Applying Chevron analysis, see Chevron U.S.A, Inc. v. NRDC, 467 U.S. 837, 842-43, 104 S.Ct. 2778, 81 L.Ed.2d 694 (1984), we held that NIH had reasonably interpreted Dickey-Wicker’s ban on funding “research in which ... embryos are destroyed” to allow federal funding of ESC research. Sherley, 644 F.3d at 393-96. We explained that “research” as used in Dickey-Wicker was a “flexible” (i.e., ambiguous) term. Id. at 394. It could be understood as the plaintiffs construed the term — an “extended process” that would include the initial derivation of stem cells. Or “research” could take on NIH’s narrow interpretation as a “discrete project” separate from derivation. Id. Given that ambiguity, we deferred under Chevron to NIH’s permissible construction of Dickey-Wicker: “research” as used in Dickey-Wicker may reasonably be understood to mean a “discrete endeavor” that excludes the initial derivation of ESCs. Id. at 396 n. *. Under that interpretation, Dickey-Wicker permits federal funding of research projects that utilize already-derived ESCs — which are not themselves embryos — because no “human embryo or embryos are destroyed” in such projects. Id. at 393-96 (emphasis added). Plaintiffs’ argument on this theory for relief is no different than it was in our prior review. Therefore, unless they have established some “extraordinary circumstance,” La-Shawn A., 87 F.3d at 1393, the law of the case is established and we will not revisit the issue.

Appellants have offered an exception to the law-of-the-case doctrine which they argue should permit us to revisit the issue.

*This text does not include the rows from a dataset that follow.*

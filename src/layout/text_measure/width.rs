//! Column width of runes and strings.
//!
//! Widths come from the Unicode East Asian Width property: Wide and
//! Fullwidth code points take 2 columns, everything else takes 1. Control
//! characters and combining marks are also 1 here, except the combining kana
//! voicing marks U+3099 and U+309A, which are East Asian Wide and take 2.
//! Zero-width handling belongs to the renderer; the splitter only needs a
//! stable upper bound.

use unicode_width::UnicodeWidthChar;

/// Display width of a single code point: `1` or `2`.
///
/// - `2` for East Asian Wide and Fullwidth (CJK ideographs, kana,
///   fullwidth forms, CJK punctuation like `、` and `。`)
/// - `1` for everything else (ASCII, Latin, Cyrillic, halfwidth katakana, …)
#[inline]
pub fn char_width(c: char) -> usize {
    if c.is_ascii() {
        return 1;
    }
    match c {
        // Combining (han)dakuten: EAW Wide, but width() reports 0.
        '\u{3099}' | '\u{309A}' => 2,
        _ if c.width() == Some(2) => 2,
        _ => 1,
    }
}

/// Display width of a string: the sum of its [`char_width`]s.
pub fn string_width(s: &str) -> usize {
    // Every ASCII byte is one rune of width 1.
    if s.is_ascii() {
        return s.len();
    }
    s.chars().map(char_width).sum()
}

#[cfg(test)]
mod tests {
    use super::*;

    // ── char_width ──

    #[test]
    fn char_width_ascii() {
        assert_eq!(char_width('a'), 1);
        assert_eq!(char_width('Z'), 1);
        assert_eq!(char_width(' '), 1);
        assert_eq!(char_width('~'), 1);
    }

    #[test]
    fn char_width_control_is_narrow() {
        assert_eq!(char_width('\0'), 1);
        assert_eq!(char_width('\t'), 1);
        assert_eq!(char_width('\n'), 1);
        assert_eq!(char_width('\x7F'), 1);
    }

    #[test]
    fn char_width_cjk() {
        assert_eq!(char_width('常'), 2);
        assert_eq!(char_width('に'), 2);
        assert_eq!(char_width('モ'), 2);
        assert_eq!(char_width('ー'), 2);
        assert_eq!(char_width('、'), 2);
        assert_eq!(char_width('。'), 2);
        assert_eq!(char_width('㈱'), 2);
    }

    #[test]
    fn char_width_fullwidth() {
        assert_eq!(char_width('Ａ'), 2);
        assert_eq!(char_width('０'), 2);
        assert_eq!(char_width('　'), 2);
        assert_eq!(char_width('～'), 2);
    }

    #[test]
    fn char_width_halfwidth_katakana() {
        assert_eq!(char_width('ﾊ'), 1);
        assert_eq!(char_width('ｰ'), 1);
        assert_eq!(char_width('ﾞ'), 1);
        assert_eq!(char_width('･'), 1);
    }

    #[test]
    fn char_width_combining_is_narrow() {
        assert_eq!(char_width('\u{0301}'), 1);
    }

    #[test]
    fn char_width_kana_voicing_marks() {
        assert_eq!(char_width('\u{3099}'), 2);
        assert_eq!(char_width('\u{309A}'), 2);
        // Spacing forms and the halfwidth marks are unaffected.
        assert_eq!(char_width('゛'), 2);
        assert_eq!(char_width('ﾟ'), 1);
        assert_eq!(string_width("か\u{3099}"), 4);
    }

    #[test]
    fn char_width_accented() {
        assert_eq!(char_width('é'), 1);
        assert_eq!(char_width('ѐ'), 1);
        assert_eq!(char_width('Ж'), 1);
    }

    // ── string_width ──

    #[test]
    fn string_width_ascii() {
        assert_eq!(string_width("hello"), 5);
        assert_eq!(string_width(""), 0);
        assert_eq!(string_width("a b c"), 5);
    }

    #[test]
    fn string_width_cjk() {
        assert_eq!(string_width("常に"), 4);
        assert_eq!(string_width("Androidを"), 9);
        assert_eq!(string_width("モバイル。"), 10);
    }

    #[test]
    fn string_width_mixed() {
        assert_eq!(string_width("ﾊﾛｰ・ﾜｰﾙﾄﾞ"), 10);
        assert_eq!(string_width("cafѐ"), 4);
    }
}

As they point out, we have held that “the decision of a trial or appellate court whether to grant or deny a preliminary injunction does not constitute law of the case for the purpose of further proceedings and does not limit or preclude the parties from litigating the merits.” Berrigan v. Sigler, 499 F.2d 514, 518 (D.C.Cir.1974); see also Belbacha v. Bush, 520 F.3d 452, 458 (D.C.Cir.2008). Therefore, appellants reason, we are not bound by our prior determination in the review of the grant of preliminary injunction. However, on the facts of this case, the exception to the law-of-the-case doctrine is inapplicable.

The generally recognized precedent for the preliminary injunction exception to the law-of-the-case doctrine arises from the nature of a preliminary injunction. That equitable remedy is a stopgap measure, generally limited as to time, and intended to maintain a status quo or “to preserve *782the relative positions of the parties until a trial on the merits can be held.” Univ. of Texas v. Camenisch, 451 U.S. 390, 395, 101 S.Ct. 1830, 68 L.Ed.2d 175 (1981). In trial court, this would mean that a determination had been made without discovery or the other full range of exploratory and preparatory pretrial procedures and without a full trial on the merits. In appellate review, the court of appeals must often consider such preliminary relief without the benefit of a fully developed record and often on briefing and argument abbreviated or eliminated by time considerations. See, e.g., Cohen v. Brown Univ., 101 F.3d 155, 169 (1st Cir.1996). Thus arose the exception to the law-of-the-case doctrine. An appellate court in a later phase of the litigation with a fully developed record, full briefing and argument, and fully developed consideration of the issue need not bind itself to the time-pressured decision it earlier made on a less adequate record.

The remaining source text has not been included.